Exercise aim:
Copy word for word, please, the lines of the entries below running from the one containing "pub use build_info::BuildInfoCheck;" to the one containing "else if config.input.scroll_line_pixels", both ends included.

Records for processing:
---

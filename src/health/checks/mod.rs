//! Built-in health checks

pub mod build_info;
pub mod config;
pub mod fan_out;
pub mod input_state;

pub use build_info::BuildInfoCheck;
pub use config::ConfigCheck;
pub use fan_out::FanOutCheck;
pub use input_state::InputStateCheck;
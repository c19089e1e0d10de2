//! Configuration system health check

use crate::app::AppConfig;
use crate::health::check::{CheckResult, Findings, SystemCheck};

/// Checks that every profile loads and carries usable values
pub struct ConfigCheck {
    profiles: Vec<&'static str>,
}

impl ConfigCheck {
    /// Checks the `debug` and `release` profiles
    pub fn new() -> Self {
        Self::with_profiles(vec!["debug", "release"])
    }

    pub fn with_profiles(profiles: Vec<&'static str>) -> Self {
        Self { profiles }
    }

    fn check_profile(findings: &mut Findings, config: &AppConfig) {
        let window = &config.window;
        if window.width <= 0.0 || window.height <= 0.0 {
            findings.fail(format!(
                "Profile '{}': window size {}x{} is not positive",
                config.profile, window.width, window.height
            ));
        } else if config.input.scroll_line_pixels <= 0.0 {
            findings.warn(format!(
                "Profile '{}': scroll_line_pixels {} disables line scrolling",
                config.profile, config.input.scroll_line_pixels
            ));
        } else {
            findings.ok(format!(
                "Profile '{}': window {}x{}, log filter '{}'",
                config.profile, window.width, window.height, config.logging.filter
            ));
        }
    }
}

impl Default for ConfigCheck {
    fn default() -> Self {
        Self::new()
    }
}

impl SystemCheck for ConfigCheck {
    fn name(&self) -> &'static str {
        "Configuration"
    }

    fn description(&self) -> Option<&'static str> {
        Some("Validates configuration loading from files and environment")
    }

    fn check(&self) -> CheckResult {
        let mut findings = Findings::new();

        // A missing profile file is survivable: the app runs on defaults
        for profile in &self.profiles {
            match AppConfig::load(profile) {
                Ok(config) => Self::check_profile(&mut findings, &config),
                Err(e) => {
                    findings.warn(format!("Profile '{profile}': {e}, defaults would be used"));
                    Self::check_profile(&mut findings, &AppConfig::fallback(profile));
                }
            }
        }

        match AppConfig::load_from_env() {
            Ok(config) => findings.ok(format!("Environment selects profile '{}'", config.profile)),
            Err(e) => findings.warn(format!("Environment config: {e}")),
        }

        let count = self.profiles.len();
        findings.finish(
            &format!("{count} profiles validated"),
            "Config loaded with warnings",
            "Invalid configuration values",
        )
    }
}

---

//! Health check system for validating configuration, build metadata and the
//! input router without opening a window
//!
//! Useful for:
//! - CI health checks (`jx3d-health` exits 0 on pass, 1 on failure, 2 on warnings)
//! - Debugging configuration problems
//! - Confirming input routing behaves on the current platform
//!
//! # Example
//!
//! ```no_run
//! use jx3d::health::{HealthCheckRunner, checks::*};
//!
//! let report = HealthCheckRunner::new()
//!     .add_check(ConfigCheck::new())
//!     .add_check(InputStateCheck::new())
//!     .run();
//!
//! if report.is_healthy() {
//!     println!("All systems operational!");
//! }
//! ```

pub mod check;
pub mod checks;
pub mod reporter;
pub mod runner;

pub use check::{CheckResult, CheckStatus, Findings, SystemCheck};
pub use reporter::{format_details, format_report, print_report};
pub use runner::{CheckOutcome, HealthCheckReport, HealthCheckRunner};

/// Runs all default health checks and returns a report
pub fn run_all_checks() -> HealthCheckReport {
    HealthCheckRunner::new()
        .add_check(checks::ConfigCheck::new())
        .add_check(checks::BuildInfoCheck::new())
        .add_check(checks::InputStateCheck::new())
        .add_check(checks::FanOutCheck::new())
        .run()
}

---

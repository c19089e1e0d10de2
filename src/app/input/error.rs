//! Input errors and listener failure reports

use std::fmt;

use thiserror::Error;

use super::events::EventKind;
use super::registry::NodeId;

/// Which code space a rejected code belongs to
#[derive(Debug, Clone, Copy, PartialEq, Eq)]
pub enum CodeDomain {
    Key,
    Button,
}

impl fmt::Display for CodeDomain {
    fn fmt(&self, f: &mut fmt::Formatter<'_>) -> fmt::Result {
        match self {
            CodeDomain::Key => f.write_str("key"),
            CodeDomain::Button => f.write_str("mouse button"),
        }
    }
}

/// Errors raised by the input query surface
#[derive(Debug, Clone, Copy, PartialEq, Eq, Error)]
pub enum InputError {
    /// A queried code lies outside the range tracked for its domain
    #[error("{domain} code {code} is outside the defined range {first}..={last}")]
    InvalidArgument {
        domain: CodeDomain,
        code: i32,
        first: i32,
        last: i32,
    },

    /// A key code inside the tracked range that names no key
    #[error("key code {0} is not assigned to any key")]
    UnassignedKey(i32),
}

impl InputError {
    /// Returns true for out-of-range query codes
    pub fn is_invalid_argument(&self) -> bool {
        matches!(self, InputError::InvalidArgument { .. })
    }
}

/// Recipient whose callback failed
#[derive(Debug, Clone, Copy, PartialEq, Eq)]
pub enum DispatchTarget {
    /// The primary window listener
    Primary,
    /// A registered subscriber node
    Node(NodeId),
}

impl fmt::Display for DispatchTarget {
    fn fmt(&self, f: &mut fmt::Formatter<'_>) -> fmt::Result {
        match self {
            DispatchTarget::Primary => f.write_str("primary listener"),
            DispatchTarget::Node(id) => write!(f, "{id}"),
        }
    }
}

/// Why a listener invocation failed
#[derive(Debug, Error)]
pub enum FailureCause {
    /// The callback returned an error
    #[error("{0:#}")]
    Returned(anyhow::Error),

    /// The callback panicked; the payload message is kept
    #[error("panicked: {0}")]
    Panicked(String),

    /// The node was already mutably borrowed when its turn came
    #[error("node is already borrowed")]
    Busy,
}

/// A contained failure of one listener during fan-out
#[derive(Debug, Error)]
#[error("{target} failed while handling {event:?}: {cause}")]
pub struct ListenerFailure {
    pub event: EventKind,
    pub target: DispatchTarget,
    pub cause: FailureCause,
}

---

Answer area:
pub use build_info::BuildInfoCheck;
pub use config::ConfigCheck;
pub use fan_out::FanOutCheck;
pub use input_state::InputStateCheck;
repository c19089e1e0d10de2
//! Configuration system health check

use crate::app::AppConfig;
use crate::health::check::{CheckResult, Findings, SystemCheck};

/// Checks that every profile loads and carries usable values
pub struct ConfigCheck {
    profiles: Vec<&'static str>,
}

impl ConfigCheck {
    /// Checks the `debug` and `release` profiles
    pub fn new() -> Self {
        Self::with_profiles(vec!["debug", "release"])
    }

    pub fn with_profiles(profiles: Vec<&'static str>) -> Self {
        Self { profiles }
    }

    fn check_profile(findings: &mut Findings, config: &AppConfig) {
        let window = &config.window;
        if window.width <= 0.0 || window.height <= 0.0 {
            findings.fail(format!(
                "Profile '{}': window size {}x{} is not positive",
                config.profile, window.width, window.height
            ));
        } else if config.input.scroll_line_pixels <= 0.0 {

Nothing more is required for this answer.